The Obama administration on Monday promised $30 billion more to rescue AIG from collapse - the fourth such bailout for the firm since August. Last year alone, the Bush administration gave AIG $150 billion in loans and cash infusions to prop up the company.
This time, Treasury and Federal Reserve officials have abandoned the charade of promising taxpayers that no further bailouts of AIG will be necessary. It's possible, they say, that the insurer will need more help to stay afloat. By one estimate, AIG could receive nearly a quarter-trillion dollars by the time this infuriating lesson is learned.

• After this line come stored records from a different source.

//! Evaluation and transfer runners.
//!
//! Both restore a checkpoint into a freshly built model on a backend without
//! gradient tracking, synthesize exactly one batch and render the reference,
//! the full synthesis and the dry harmonic and noise components.

use crate::artifacts::{
    load_run_config, write_wav, TEST_REF, TEST_SYNTH, TEST_SYNTH_HARMONIC, TEST_SYNTH_NOISE,
};
use crate::error::Result;
use crate::trainer::batch_tensors;
use burn::prelude::*;
use std::path::{Path, PathBuf};
use timbre_analysis::spectral_distance;
use timbre_burn::convert::tensor_to_vec;
use timbre_burn::{
    checkpoint_exists, checkpoint_path, load_checkpoint, ComputeContext, Error as BurnError,
    SynthesisKernels, SynthesisModel,
};
use timbre_core::{Batches, ControlDataset, Error as CoreError, RunConfig, Scale};

/// Random stream feeding the noise generator while rendering.
const RENDER_NOISE_STREAM: u64 = 3;

/// Files and score of one rendered batch.
#[derive(Debug, Clone)]
pub struct RenderReport {
    pub output_dir: PathBuf,
    pub reference: PathBuf,
    pub synthesis: PathBuf,
    pub harmonic: PathBuf,
    pub noise: PathBuf,
    /// Multiscale spectral distance between reference and synthesis
    pub spectral_distance: f64,
    /// Largest absolute sample of the full synthesis
    pub synthesis_peak: f32,
}

/// Render one batch of `dataset` through this run's own best checkpoint.
pub fn evaluate<B, D>(config: &RunConfig, dataset: &D, ctx: &ComputeContext<B>) -> Result<RenderReport>
where
    B: Backend,
    D: ControlDataset + ?Sized,
{
    let run_dir = config.train.run_dir();
    render(config, &run_dir, &run_dir, dataset, ctx)
}

/// Render one batch of `dataset` through the checkpoint of `source_run`.
///
/// Architecture and loudness statistics come from the source run, so the
/// conditioning matches what the model was trained on; the renders land in
/// this run's directory.
pub fn transfer<B, D>(
    config: &RunConfig,
    source_run: &Path,
    dataset: &D,
    ctx: &ComputeContext<B>,
) -> Result<RenderReport>
where
    B: Backend,
    D: ControlDataset + ?Sized,
{
    render(config, source_run, &config.train.run_dir(), dataset, ctx)
}

/// Mean of the per-example spectral distances of two row-major batches, so
/// no analysis window spans two examples.
fn batch_distance(
    reference: &[f32],
    candidate: &[f32],
    samples: usize,
    scales: &[Scale],
) -> Result<f64> {
    let samples = samples.max(1);
    let rows = reference.len() / samples;
    let mut total = 0.0;
    for (x, y) in reference
        .chunks_exact(samples)
        .zip(candidate.chunks_exact(samples))
    {
        total += spectral_distance(x, y, scales)?;
    }
    Ok(total / rows.max(1) as f64)
}

fn render<B, D>(
    config: &RunConfig,
    source_run: &Path,
    output_dir: &Path,
    dataset: &D,
    ctx: &ComputeContext<B>,
) -> Result<RenderReport>
where
    B: Backend,
    D: ControlDataset + ?Sized,
{
    if !checkpoint_exists(source_run) {
        return Err(BurnError::CheckpointNotFound(checkpoint_path(source_run)).into());
    }

    let trained = load_run_config(source_run)?;
    let stats = trained.loudness_stats().ok_or_else(|| {
        CoreError::InvalidConfig(format!(
            "run {} has no loudness statistics",
            source_run.display()
        ))
    })?;
    let model_config = &trained.model;

    let model = SynthesisModel::new(model_config, ctx)?;
    let model = load_checkpoint(model, source_run, ctx.device())?;
    let kernels = SynthesisKernels::new(model_config, ctx.device());

    let frames = model_config.frames();
    let batch_size = config.train.batch_size;
    let batch = Batches::new(dataset, batch_size, frames, model_config.hop_size, None)
        .next()
        .ok_or_else(|| {
            CoreError::Dataset(format!(
                "{} examples do not fill one batch of {}",
                dataset.len(),
                batch_size
            ))
        })??;

    let (audio, pitch, loudness) = batch_tensors::<B>(&batch, &stats, ctx.device());
    let mut noise = ctx.noise_source(RENDER_NOISE_STREAM);
    let synthesis = model.forward(&kernels, pitch, loudness, &mut noise)?;

    let reference = tensor_to_vec(audio)?;
    let signal = tensor_to_vec(synthesis.signal)?;
    let harmonic = tensor_to_vec(synthesis.harmonic)?;
    let noise = tensor_to_vec(synthesis.noise)?;

    let sample_rate = model_config.sample_rate;
    let report = RenderReport {
        output_dir: output_dir.to_path_buf(),
        reference: output_dir.join(TEST_REF),
        synthesis: output_dir.join(TEST_SYNTH),
        harmonic: output_dir.join(TEST_SYNTH_HARMONIC),
        noise: output_dir.join(TEST_SYNTH_NOISE),
        spectral_distance: batch_distance(
            &reference,
            &signal,
            batch.samples,
            &config.train.scales,
        )?,
        synthesis_peak: signal.iter().fold(0.0f32, |peak, s| peak.max(s.abs())),
    };

    write_wav(&report.reference, &reference, sample_rate)?;
    write_wav(&report.synthesis, &signal, sample_rate)?;
    write_wav(&report.harmonic, &harmonic, sample_rate)?;
    write_wav(&report.noise, &noise, sample_rate)?;

    tracing::info!(
        "Rendered {} examples from {} into {} (spectral distance {:.4})",
        batch.batch_size,
        source_run.display(),
        output_dir.display(),
        report.spectral_distance
    );
    Ok(report)
}
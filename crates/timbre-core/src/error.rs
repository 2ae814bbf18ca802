//! Error types shared by every timbre subsystem.

use thiserror::Error;

pub type Result<T> = std::result::Result<T, Error>;

#[derive(Debug, Error)]
pub enum Error {
    #[error("Invalid model configuration: {0}")]
    InvalidModelConfiguration(String),

    #[error("Invalid spectral scale: {0}")]
    InvalidScaleConfiguration(String),

    #[error("Invalid configuration: {0}")]
    InvalidConfig(String),

    #[error("Dataset error: {0}")]
    Dataset(String),

    #[error("Failed to parse configuration: {0}")]
    ConfigParse(#[from] toml::de::Error),

    #[error("Failed to serialize configuration: {0}")]
    ConfigWrite(#[from] toml::ser::Error),

    #[error("IO error: {0}")]
    Io(#[from] std::io::Error),
}
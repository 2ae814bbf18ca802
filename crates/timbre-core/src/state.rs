//! Training-run bookkeeping owned by the training controller.

/// Incremental mean of the losses seen since the last logging boundary.
#[derive(Debug, Clone, Copy, Default, PartialEq)]
pub struct RunningMean {
    mean: f64,
    count: u64,
}

impl RunningMean {
    pub fn push(&mut self, value: f64) {
        self.count += 1;
        self.mean += (value - self.mean) / self.count as f64;
    }

    pub fn mean(&self) -> Option<f64> {
        (self.count > 0).then_some(self.mean)
    }

    pub fn count(&self) -> u64 {
        self.count
    }

    pub fn reset(&mut self) {
        *self = Self::default();
    }
}

/// Step counter, interval loss and best loss of one run.
///
/// The step counter never resets. The best loss only decreases, and only at
/// logging boundaries, where it is compared with the interval mean.
#[derive(Debug, Clone, PartialEq)]
pub struct TrainingState {
    pub step: u64,
    pub epoch: usize,
    pub interval_loss: RunningMean,
    pub best_loss: f64,
}

impl Default for TrainingState {
    fn default() -> Self {
        Self {
            step: 0,
            epoch: 0,
            interval_loss: RunningMean::default(),
            best_loss: f64::INFINITY,
        }
    }
}

impl TrainingState {
    /// Record one optimizer step's loss.
    pub fn record_step(&mut self, loss: f64) {
        self.interval_loss.push(loss);
        self.step += 1;
    }

    /// Close the logging interval.
    ///
    /// Returns the interval mean when it improved on the best loss, which is
    /// then updated. The interval accumulator is reset either way.
    pub fn close_interval(&mut self) -> Option<f64> {
        let mean = self.interval_loss.mean();
        self.interval_loss.reset();

        match mean {
            Some(mean) if mean < self.best_loss => {
                self.best_loss = mean;
                Some(mean)
            }
            _ => None,
        }
    }
}
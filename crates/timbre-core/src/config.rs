//! Run configuration loaded from and persisted as TOML.
//!
//! ```toml
//! [model]
//! sample_rate = 16000
//! hop_size = 160
//! chunk_length = 64000
//! hidden_size = 512
//! harmonics = 100
//! noise_bands = 65
//! conditioning = "sequential"
//!
//! [train]
//! steps = 500000
//! batch_size = 16
//! start_lr = 0.001
//! stop_lr = 0.0001
//! decay_over = 400000
//! eval_interval = 10
//! name = "long_training"
//!
//! [[train.scales]]
//! window = 2048
//! overlap = 0.75
//! ```

use crate::error::{Error, Result};
use crate::loudness::LoudnessStats;
use crate::scale::Scale;
use crate::schedule::LearningRateSchedule;
use serde::{Deserialize, Serialize};
use std::path::{Path, PathBuf};

/// Whether the control encoder carries hidden state across frames.
#[derive(Debug, Clone, Copy, PartialEq, Eq, Default, Serialize, Deserialize)]
#[serde(rename_all = "lowercase")]
pub enum ConditioningMode {
    /// Recurrent encoder over the frame sequence
    #[default]
    Sequential,
    /// Every frame encoded on its own
    Independent,
}

/// Architecture of the synthesis model.
#[derive(Debug, Clone, PartialEq, Serialize, Deserialize)]
pub struct ModelConfig {
    pub sample_rate: u32,
    /// Audio samples per control frame
    pub hop_size: usize,
    /// Samples per training example; must be a multiple of `hop_size`
    pub chunk_length: usize,
    pub hidden_size: usize,
    pub harmonics: usize,
    /// Magnitude bins of the noise filter
    pub noise_bands: usize,
    /// Reverb impulse length in samples (defaults to one second)
    #[serde(default)]
    pub reverb_length: Option<usize>,
    #[serde(default)]
    pub conditioning: ConditioningMode,
}

impl Default for ModelConfig {
    fn default() -> Self {
        Self {
            sample_rate: 16000,
            hop_size: 160,
            chunk_length: 64000,
            hidden_size: 512,
            harmonics: 100,
            noise_bands: 65,
            reverb_length: None,
            conditioning: ConditioningMode::Sequential,
        }
    }
}

impl ModelConfig {
    /// Control frames per example.
    pub fn frames(&self) -> usize {
        self.chunk_length / self.hop_size.max(1)
    }

    pub fn reverb_length(&self) -> usize {
        self.reverb_length.unwrap_or(self.sample_rate as usize)
    }

    pub fn nyquist(&self) -> f32 {
        self.sample_rate as f32 / 2.0
    }

    pub fn validate(&self) -> Result<()> {
        let invalid = |msg: String| Err(Error::InvalidModelConfiguration(msg));

        if self.sample_rate == 0 {
            return invalid("sample rate must be positive".into());
        }
        if self.hop_size == 0 {
            return invalid("hop size must be positive".into());
        }
        if self.harmonics == 0 {
            return invalid("harmonic count must be positive".into());
        }
        if self.hidden_size == 0 {
            return invalid("hidden size must be positive".into());
        }
        if self.noise_bands < 2 {
            return invalid(format!(
                "noise filter needs at least 2 bands, got {}",
                self.noise_bands
            ));
        }
        if self.chunk_length == 0 || self.chunk_length % self.hop_size != 0 {
            return invalid(format!(
                "hop size {} does not evenly divide chunk length {}",
                self.hop_size, self.chunk_length
            ));
        }
        if self.reverb_length() == 0 {
            return invalid("reverb length must be positive".into());
        }
        Ok(())
    }
}

/// Optimization and bookkeeping parameters of a training run.
#[derive(Debug, Clone, PartialEq, Serialize, Deserialize)]
pub struct TrainConfig {
    /// Total optimizer step budget
    pub steps: u64,
    pub batch_size: usize,
    pub start_lr: f64,
    pub stop_lr: f64,
    /// Steps over which the learning rate decays from start to stop
    pub decay_over: u64,
    /// Epochs between checkpoint/evaluation boundaries
    pub eval_interval: usize,
    #[serde(default)]
    pub seed: u64,
    #[serde(default = "default_output_dir")]
    pub output_dir: PathBuf,
    pub name: String,
    #[serde(default = "default_scales")]
    pub scales: Vec<Scale>,
}

fn default_scales() -> Vec<Scale> {
    [4096, 2048, 1024, 512, 256, 128]
        .into_iter()
        .map(|window| Scale {
            window,
            overlap: 0.75,
        })
        .collect()
}

fn default_output_dir() -> PathBuf {
    PathBuf::from("runs")
}

impl Default for TrainConfig {
    fn default() -> Self {
        Self {
            steps: 500_000,
            batch_size: 16,
            start_lr: 1e-3,
            stop_lr: 1e-4,
            decay_over: 400_000,
            eval_interval: 10,
            seed: 0,
            output_dir: default_output_dir(),
            name: "long_training".into(),
            scales: default_scales(),
        }
    }
}

impl TrainConfig {
    pub fn schedule(&self) -> LearningRateSchedule {
        LearningRateSchedule::new(self.start_lr, self.stop_lr, self.decay_over)
    }

    /// Directory holding this run's checkpoint, config and audio probes.
    pub fn run_dir(&self) -> PathBuf {
        self.output_dir.join(&self.name)
    }

    pub fn validate(&self) -> Result<()> {
        if self.scales.is_empty() {
            return Err(Error::InvalidScaleConfiguration(
                "at least one spectral scale is required".into(),
            ));
        }
        for scale in &self.scales {
            scale.validate()?;
        }
        if self.batch_size == 0 {
            return Err(Error::InvalidConfig("batch size must be positive".into()));
        }
        if self.eval_interval == 0 {
            return Err(Error::InvalidConfig(
                "evaluation interval must be at least one epoch".into(),
            ));
        }
        if self.name.is_empty() {
            return Err(Error::InvalidConfig("run name must not be empty".into()));
        }
        self.schedule().validate()
    }
}

/// Loudness statistics persisted with the run.
#[derive(Debug, Clone, Copy, PartialEq, Serialize, Deserialize)]
pub struct DataConfig {
    pub mean_loudness: f64,
    pub std_loudness: f64,
}

impl From<LoudnessStats> for DataConfig {
    fn from(stats: LoudnessStats) -> Self {
        Self {
            mean_loudness: stats.mean,
            std_loudness: stats.std,
        }
    }
}

impl From<DataConfig> for LoudnessStats {
    fn from(data: DataConfig) -> Self {
        LoudnessStats {
            mean: data.mean_loudness,
            std: data.std_loudness,
        }
    }
}

/// Complete configuration of one run.
#[derive(Debug, Clone, Default, PartialEq, Serialize, Deserialize)]
pub struct RunConfig {
    #[serde(default)]
    pub model: ModelConfig,
    #[serde(default)]
    pub train: TrainConfig,
    #[serde(default)]
    pub data: Option<DataConfig>,
}

impl RunConfig {
    pub fn from_toml_str(contents: &str) -> Result<Self> {
        let config: Self = toml::from_str(contents)?;
        config.validate()?;
        Ok(config)
    }

    pub fn load(path: &Path) -> Result<Self> {
        let contents = std::fs::read_to_string(path)?;
        Self::from_toml_str(&contents)
    }

    pub fn save(&self, path: &Path) -> Result<()> {
        if let Some(parent) = path.parent() {
            std::fs::create_dir_all(parent)?;
        }
        std::fs::write(path, toml::to_string_pretty(self)?)?;
        Ok(())
    }

    pub fn validate(&self) -> Result<()> {
        self.model.validate()?;
        self.train.validate()
    }

    /// Normalization statistics recorded by training, if any.
    pub fn loudness_stats(&self) -> Option<LoudnessStats> {
        self.data.map(LoudnessStats::from)
    }

    pub fn with_loudness_stats(mut self, stats: LoudnessStats) -> Self {
        self.data = Some(stats.into());
        self
    }
}

#[cfg(test)]
mod tests {
    use super::*;

    #[test]
    fn test_defaults_are_valid() {
        let config = RunConfig::default();
        assert!(config.validate().is_ok());
        assert_eq!(config.model.frames(), 400);
        assert_eq!(config.model.reverb_length(), 16000);
    }

    #[test]
    fn test_parse_minimal_toml() {
        let config = RunConfig::from_toml_str(
            r#"
            [model]
            sample_rate = 8000
            hop_size = 80
            chunk_length = 8000
            hidden_size = 32
            harmonics = 16
            noise_bands = 17
            conditioning = "independent"

            [train]
            steps = 10
            batch_size = 2
            start_lr = 0.001
            stop_lr = 0.0001
            decay_over = 5
            eval_interval = 1
            name = "debug"

            [[train.scales]]
            window = 256
            overlap = 0.75
            "#,
        )
        .unwrap();

        assert_eq!(config.model.conditioning, ConditioningMode::Independent);
        assert_eq!(config.train.scales.len(), 1);
        assert_eq!(config.train.run_dir(), PathBuf::from("runs/debug"));
        assert!(config.data.is_none());
    }

    #[test]
    fn test_hop_must_divide_chunk() {
        let model = ModelConfig {
            hop_size: 150,
            ..Default::default()
        };
        assert!(matches!(
            model.validate(),
            Err(Error::InvalidModelConfiguration(_))
        ));
    }

    #[test]
    fn test_rejects_zero_architecture_params() {
        for model in [
            ModelConfig {
                harmonics: 0,
                ..Default::default()
            },
            ModelConfig {
                sample_rate: 0,
                ..Default::default()
            },
            ModelConfig {
                hop_size: 0,
                ..Default::default()
            },
        ] {
            assert!(matches!(
                model.validate(),
                Err(Error::InvalidModelConfiguration(_))
            ));
        }
    }

    #[test]
    fn test_save_and_load_keeps_stats() {
        let dir = tempfile::tempdir().unwrap();
        let path = dir.path().join("run").join("config.toml");

        let config = RunConfig::default().with_loudness_stats(LoudnessStats {
            mean: -42.5,
            std: 7.25,
        });
        config.save(&path).unwrap();

        let loaded = RunConfig::load(&path).unwrap();
        assert_eq!(loaded, config);
        assert_eq!(loaded.loudness_stats().unwrap().mean, -42.5);
    }
}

Yet the government has provided few specifics about who ultimately benefits from all that money. AIG and the Fed won't identify which other major financial institutions have received billions in collateral in this arrangement.
They should. Taxpayers deserve a clearer picture of where their money is going, and which other firms were tied so heavily to the reckless investment schemes that have helped to throw the economy into a tailspin. It might be possible for some of them to share in the insurer's losses. Some of these "counterparties" must have known the extraordinary risks involved with squeezing maximum profits out of an unregulated financial shell game based on shaky mortgages.
In essence, the government's argument for these serial bailouts of AIG is that nearly everybody benefits, because the consequences of a collapse of global financial networks would be devastating.
AIG insures municipalities, Fortune 500 companies, small businesses, and other entities that, combined, employ more than 100 million Americans. The insurer sets the standard for the "too-big-to-fail" argument. If AIG collapsed, it would likely take with it pension funds and many banks in the United States and Europe.
So taxpayers are left with a choice that is really no choice at all: Reward a company for its extreme recklessness, or risk a financial failure that would affect millions.
The government's effort at restoring the financial industry still has a piecemeal quality to it that continues to sap investor confidence. The Dow Jones Industrial Average fell slightly yesterday after a precipitous 300-point drop Monday to a 12-year low.
Whether greater regulation would have prevented this crisis isn't certain, but AIG was allowed to take these risks in the absence of regulation. Because the "credit-default swaps" it sold as a form of insurance were not regulated, AIG wasn't required to set aside money in reserve to cover potential losses from the mortgage-backed securities.
The investment strategy was based on the belief that housing prices would only go up. When housing prices fell, there was nothing to cover the losses.
Nothing, it turns out, except taxpayers' wallets.